■ **Exercise aim**:
Copy each line of the records below that mentions the word "classify".

■ **Records from a collection**:
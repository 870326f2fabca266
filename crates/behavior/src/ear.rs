//! Eye-aspect-ratio drowsiness classifier

use crate::landmarks::{EyeContour, LandmarkSet, Point2};

/// Eye aspect ratio of one eye contour.
///
/// Zero horizontal width yields 0.0 rather than a division fault.
pub fn eye_aspect_ratio(eye: &[Point2; 6]) -> f64 {
    let vertical_1 = eye[1].distance(&eye[5]);
    let vertical_2 = eye[2].distance(&eye[4]);
    let horizontal = eye[0].distance(&eye[3]);

    if horizontal == 0.0 {
        return 0.0;
    }
    (vertical_1 + vertical_2) / (2.0 * horizontal)
}

/// Drowsiness reading for one face
#[derive(Debug, Clone, Copy, PartialEq)]
pub struct EyeReading {
    /// Mean EAR of both eyes
    pub ear: f64,
    pub drowsy: bool,
}

/// Stateless EAR classifier
#[derive(Debug, Clone, Copy)]
pub struct DrowsinessClassifier {
    ear_threshold: f64,
}

impl DrowsinessClassifier {
    pub fn new(ear_threshold: f64) -> Self {
        Self { ear_threshold }
    }

    pub fn classify(&self, face: &LandmarkSet) -> EyeReading {
        let first = eye_aspect_ratio(&face.eye(EyeContour::FIRST));
        let second = eye_aspect_ratio(&face.eye(EyeContour::SECOND));
        let ear = (first + second) / 2.0;

        EyeReading {
            ear,
            drowsy: ear < self.ear_threshold,
        }
    }
}

#[cfg(test)]
mod tests {
    use super::*;
    use crate::landmarks::fixtures;
    use proptest::prelude::*;

    #[test]
    fn test_open_eyes_not_drowsy() {
        let classifier = DrowsinessClassifier::new(0.25);
        let reading = classifier.classify(&fixtures::open_eyed_face());
        assert!((reading.ear - 0.4).abs() < 1e-9);
        assert!(!reading.drowsy);
    }

    #[test]
    fn test_narrow_eyes_drowsy() {
        let classifier = DrowsinessClassifier::new(0.25);
        let reading = classifier.classify(&fixtures::face_with_eye_opening(6.0));
        assert!((reading.ear - 0.2).abs() < 1e-9);
        assert!(reading.drowsy);
    }

    #[test]
    fn test_zero_width_eye() {
        let eye = [Point2::new(10.0, 10.0); 6];
        assert_eq!(eye_aspect_ratio(&eye), 0.0);
    }

    #[test]
    fn test_collapsed_eye_is_drowsy() {
        let classifier = DrowsinessClassifier::new(0.25);
        let reading = classifier.classify(&fixtures::face_with_eye_opening(0.0));
        assert_eq!(reading.ear, 0.0);
        assert!(reading.drowsy);
    }

    fn point() -> impl Strategy<Value = Point2> {
        (-2000.0..2000.0f64, -2000.0..2000.0f64).prop_map(|(x, y)| Point2::new(x, y))
    }

    proptest! {
        #[test]
        fn prop_ear_is_non_negative(eye in prop::array::uniform6(point())) {
            let ear = eye_aspect_ratio(&eye);
            prop_assert!(ear >= 0.0);
            prop_assert!(ear.is_finite());
        }

        #[test]
        fn prop_zero_width_gives_zero(corner in point(), others in prop::array::uniform4(point())) {
            let eye = [corner, others[0], others[1], corner, others[2], others[3]];
            prop_assert_eq!(eye_aspect_ratio(&eye), 0.0);
        }
    }
}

■ **Reply to the task**:
    pub fn classify(&self, face: &LandmarkSet) -> EyeReading {
        let reading = classifier.classify(&fixtures::open_eyed_face());
        let reading = classifier.classify(&fixtures::face_with_eye_opening(6.0));
        let reading = classifier.classify(&fixtures::face_with_eye_opening(0.0));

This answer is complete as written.